I get the same message from PNB bank so for some reason it either out of cash or the software isn't working, I was also told the machine was offline by the security guard, but like you I tried it more than once with the same results, you might also notice that nobody else is getting cash either.

I tried withdrawing twice during the lock down because my bank at the time was closed but had an ATM machine out front and another branch was open in the same city I found out as I was leaving but I will never use my valuable ATM card again in any machine I'll just keep depositing checks and receiving my cash this way it's a pain and a long wait at times but no stress with these outdated ATM machines, in the US you could just swipe your card but here they still have these ATM's that suck the card in and spit it out or what if it doesn't' come out or damaged.


----------



## cvgtpc1 (Jul 28, 2012)

M.C.A. said:


> In the US you could just swipe your card but here they still have these ATM's that suck the card in and spit it out or what if it doesn't' come out or damaged.

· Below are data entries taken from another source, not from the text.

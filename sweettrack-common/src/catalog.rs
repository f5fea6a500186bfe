//! Bakery catalog: flavors, sizes, delivery zones and collection slots
//!
//! All prices are integer pence.

use serde::{Deserialize, Serialize};
use std::fmt;
use std::str::FromStr;

use crate::Error;

/// Cake flavors offered in the order form, in display order
pub const FLAVORS: &[&str] = &[
    "Classic Vanilla & Raspberry",
    "Rich Belgian Chocolate",
    "Red Velvet & Cream Cheese",
    "Lemon Drizzle with Curd",
    "Salted Caramel & Lotus Biscoff",
    "Pistachio & Rose Water",
];

/// A cake size with its base price
#[derive(Debug, Clone, Copy, PartialEq, Eq, Serialize)]
pub struct CakeSize {
    pub label: &'static str,
    pub price_pence: i64,
}

pub const SIZES: &[CakeSize] = &[
    CakeSize { label: "Small (6\")", price_pence: 5_500 },
    CakeSize { label: "Medium (8\")", price_pence: 6_500 },
    CakeSize { label: "Large (10\")", price_pence: 8_500 },
    CakeSize { label: "Extra Large (12\")", price_pence: 11_000 },
];

/// A delivery zone with a flat fee
///
/// Zones are evaluated in table order. A zone with no prefixes is the
/// catch-all and must come last.
#[derive(Debug, Clone, Copy, PartialEq, Eq, Serialize)]
pub struct DeliveryZone {
    pub name: &'static str,
    pub postcodes: &'static [&'static str],
    pub fee_pence: i64,
    pub locale: &'static str,
}

pub const ZONES: &[DeliveryZone] = &[
    DeliveryZone {
        name: "Local",
        postcodes: &["TA21", "TA1", "TA2", "TA3"],
        fee_pence: 500,
        locale: "Wellington & Taunton",
    },
    DeliveryZone {
        name: "Somerset",
        postcodes: &["TA", "BA", "BS", "EX"],
        fee_pence: 1_500,
        locale: "Somerset, Bristol & Exeter",
    },
    DeliveryZone {
        name: "Rest of UK",
        postcodes: &[],
        fee_pence: 4_500,
        locale: "Nationwide (Mainland UK)",
    },
];

pub const PICKUP_ADDRESS: &str = "7 Singh street, Wellington, TA21 9RH";

pub const INSTAGRAM_URL: &str = "https://www.instagram.com/Christoscakes_events/";

/// Flavor preselected on a fresh order form
pub fn default_flavor() -> &'static str {
    FLAVORS[0]
}

/// Size preselected on a fresh order form
pub fn default_size() -> &'static CakeSize {
    &SIZES[0]
}

pub fn is_known_flavor(name: &str) -> bool {
    FLAVORS.contains(&name)
}

pub fn find_size(label: &str) -> Option<&'static CakeSize> {
    SIZES.iter().find(|s| s.label == label)
}

/// Delivery or collection window on the chosen date
#[derive(Debug, Clone, Copy, PartialEq, Eq, Hash, Serialize, Deserialize)]
pub enum TimeSlot {
    Morning,
    Afternoon,
    Night,
}

impl TimeSlot {
    pub const ALL: [TimeSlot; 3] = [TimeSlot::Morning, TimeSlot::Afternoon, TimeSlot::Night];

    pub fn as_str(&self) -> &'static str {
        match self {
            TimeSlot::Morning => "Morning",
            TimeSlot::Afternoon => "Afternoon",
            TimeSlot::Night => "Night",
        }
    }

    /// Human-readable window shown next to the slot
    pub fn window(&self) -> &'static str {
        match self {
            TimeSlot::Morning => "Morning (9am - 12pm)",
            TimeSlot::Afternoon => "Afternoon (1pm - 5pm)",
            TimeSlot::Night => "Evening (6pm - 8pm)",
        }
    }
}

impl fmt::Display for TimeSlot {
    fn fmt(&self, f: &mut fmt::Formatter<'_>) -> fmt::Result {
        f.write_str(self.as_str())
    }
}

impl FromStr for TimeSlot {
    type Err = Error;

    fn from_str(s: &str) -> Result<Self, Self::Err> {
        TimeSlot::ALL
            .into_iter()
            .find(|slot| slot.as_str().eq_ignore_ascii_case(s.trim()))
            .ok_or_else(|| Error::InvalidInput(format!("Unknown time slot: {}", s)))
    }
}

/// Format pence as pounds for display, e.g. `£65.00`
pub fn format_pence(pence: i64) -> String {
    let sign = if pence < 0 { "-" } else { "" };
    let abs = pence.abs();
    format!("{}£{}.{:02}", sign, abs / 100, abs % 100)
}

#[cfg(test)]
mod tests {
    use super::*;

    #[test]
    fn test_find_size_by_label() {
        let size = find_size("Large (10\")").expect("Large should exist");
        assert_eq!(size.price_pence, 8_500);
        assert!(find_size("Huge").is_none());
    }

    #[test]
    fn test_known_flavors() {
        assert!(is_known_flavor("Rich Belgian Chocolate"));
        assert!(!is_known_flavor("rich belgian chocolate"));
        assert_eq!(default_flavor(), "Classic Vanilla & Raspberry");
    }

    #[test]
    fn test_catch_all_zone_is_last() {
        let last = ZONES.last().unwrap();
        assert!(last.postcodes.is_empty());
        assert!(ZONES[..ZONES.len() - 1].iter().all(|z| !z.postcodes.is_empty()));
    }

    #[test]
    fn test_time_slot_parsing() {
        assert_eq!("morning".parse::<TimeSlot>().unwrap(), TimeSlot::Morning);
        assert_eq!(" Night ".parse::<TimeSlot>().unwrap(), TimeSlot::Night);
        assert!("Midnight".parse::<TimeSlot>().is_err());
    }

    #[test]
    fn test_format_pence() {
        assert_eq!(format_pence(6_500), "£65.00");
        assert_eq!(format_pence(505), "£5.05");
        assert_eq!(format_pence(0), "£0.00");
    }
}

That would be very unsettling if there for a visit and that's how you counted on getting cash. I suppose you could western union or moneygram money to yourself.


----------



## Lunkan (Aug 28, 2020)

I don't know but a guy at Bohol told it's common geting (wrong) error messages just because that ATM don't have money enough. When he got error message when he had that amount at his acount, he tried a lower amount and *got *money at *same* ATM direct,...


----------



## M.C.A. (Feb 24, 2013)

cvgtpc1 said:


> That would be very unsettling if there for a visit and that's how you counted on getting cash. I suppose you could western union or moneygram money to yourself.

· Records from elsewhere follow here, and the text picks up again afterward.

//! Gallery photo persistence
//!
//! Positions are kept dense (0..n) so that moving a photo is a simple
//! remove-and-insert over the ordered list.

use chrono::Utc;
use sqlx::{FromRow, SqlitePool};
use sweettrack_common::models::GalleryPhoto;
use sweettrack_common::{time::parse_timestamp, Error, Result};
use uuid::Uuid;

#[derive(Debug, FromRow)]
struct PhotoRow {
    id: String,
    url: String,
    caption: Option<String>,
    position: i64,
    created_at: String,
}

impl TryFrom<PhotoRow> for GalleryPhoto {
    type Error = Error;

    fn try_from(row: PhotoRow) -> Result<Self> {
        Ok(GalleryPhoto {
            id: Uuid::parse_str(&row.id)
                .map_err(|_| Error::Internal(format!("Corrupt gallery photo id: {}", row.id)))?,
            created_at: parse_timestamp(&row.created_at)?,
            url: row.url,
            caption: row.caption,
            position: row.position,
        })
    }
}

pub async fn list_photos(pool: &SqlitePool) -> Result<Vec<GalleryPhoto>> {
    let rows: Vec<PhotoRow> = sqlx::query_as(
        "SELECT id, url, caption, position, created_at FROM gallery_photos ORDER BY position ASC, created_at ASC",
    )
    .fetch_all(pool)
    .await?;

    rows.into_iter().map(GalleryPhoto::try_from).collect()
}

/// Append a photo at the end of the gallery
///
/// Reading the last position and inserting share one transaction.
pub async fn add_photo(pool: &SqlitePool, url: &str, caption: Option<&str>) -> Result<GalleryPhoto> {
    let mut tx = pool.begin().await?;

    let max: Option<i64> = sqlx::query_scalar("SELECT MAX(position) FROM gallery_photos")
        .fetch_one(&mut *tx)
        .await?;

    let photo = GalleryPhoto {
        id: Uuid::new_v4(),
        url: url.to_string(),
        caption: caption.map(str::to_string),
        position: max.map_or(0, |m| m + 1),
        created_at: Utc::now(),
    };

    sqlx::query(
        "INSERT INTO gallery_photos (id, url, caption, position, created_at) VALUES (?, ?, ?, ?, ?)",
    )
    .bind(photo.id.to_string())
    .bind(&photo.url)
    .bind(&photo.caption)
    .bind(photo.position)
    .bind(photo.created_at.to_rfc3339())
    .execute(&mut *tx)
    .await?;

    tx.commit().await?;
    Ok(photo)
}

pub async fn delete_photo(pool: &SqlitePool, id: Uuid) -> Result<()> {
    let result = sqlx::query("DELETE FROM gallery_photos WHERE id = ?")
        .bind(id.to_string())
        .execute(pool)
        .await?;

    if result.rows_affected() == 0 {
        return Err(Error::NotFound(format!("Gallery photo {}", id)));
    }

    renumber(pool).await
}

/// Move a photo to a new zero-based position, clamped to the gallery size
pub async fn move_photo(pool: &SqlitePool, id: Uuid, position: i64) -> Result<Vec<GalleryPhoto>> {
    let mut ids: Vec<String> =
        sqlx::query_scalar("SELECT id FROM gallery_photos ORDER BY position ASC, created_at ASC")
            .fetch_all(pool)
            .await?;

    let key = id.to_string();
    let current = ids
        .iter()
        .position(|existing| *existing == key)
        .ok_or_else(|| Error::NotFound(format!("Gallery photo {}", id)))?;

    let moved = ids.remove(current);
    let target = position.clamp(0, ids.len() as i64) as usize;
    ids.insert(target, moved);

    write_positions(pool, &ids).await?;
    list_photos(pool).await
}

async fn renumber(pool: &SqlitePool) -> Result<()> {
    let ids: Vec<String> =
        sqlx::query_scalar("SELECT id FROM gallery_photos ORDER BY position ASC, created_at ASC")
            .fetch_all(pool)
            .await?;
    write_positions(pool, &ids).await
}

async fn write_positions(pool: &SqlitePool, ids: &[String]) -> Result<()> {
    let mut tx = pool.begin().await?;
    for (position, id) in ids.iter().enumerate() {
        sqlx::query("UPDATE gallery_photos SET position = ? WHERE id = ?")
            .bind(position as i64)
            .bind(id)
            .execute(&mut *tx)
            .await?;
    }
    tx.commit().await?;
    Ok(())
}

If just a visit there wouldn't be much of a worry, this is for people that live here or come here and extend their vacations.

When you convert dollars into pesos it becomes funny money and it just evaporates it's nothing especially if you have family.


----------



## cvgtpc1 (Jul 28, 2012)

M.C.A. said:


> If just a visit there wouldn't be much of a worry, this is for people that live here or come here and extend their vacations.
> 
> When you convert dollars into pesos it becomes funny money and it just evaporates it's nothing especially if you have family.


Sucked in and kept ATM card so no access to cash on a visit would be worrisome for me! LOL

Agreed!


----------



## M.C.A. (Feb 24, 2013)

cvgtpc1 said:


> Sucked in and kept ATM card so no access to cash on a visit would be worrisome for me! LOL
> 
> Agreed!


And it happens... it's not posted on the forum but I have Expat friends that lost their card and one was able to get his back because he was withdrawing at his bank but he had to make a fuss in order for them to get his Stateside ATM card they were going to have him comeback another time lol... no sense of emergency here.

My ATM card is handy when purchased products or groceries I can always transfer funds but I no longer use the ATM machines in the mall.


----------



## Tukaram (Dec 18, 2014)

I have not tried a China Bank ATM (do not know where any are around Iloilo). I prefer BPI because they allow foreign cards to withdraw p20,000 per transactions, most other banks only allow p10,000 per. My bank refunds ATM fees for 3 pulls a month... so BPI is cheaper for me.


----------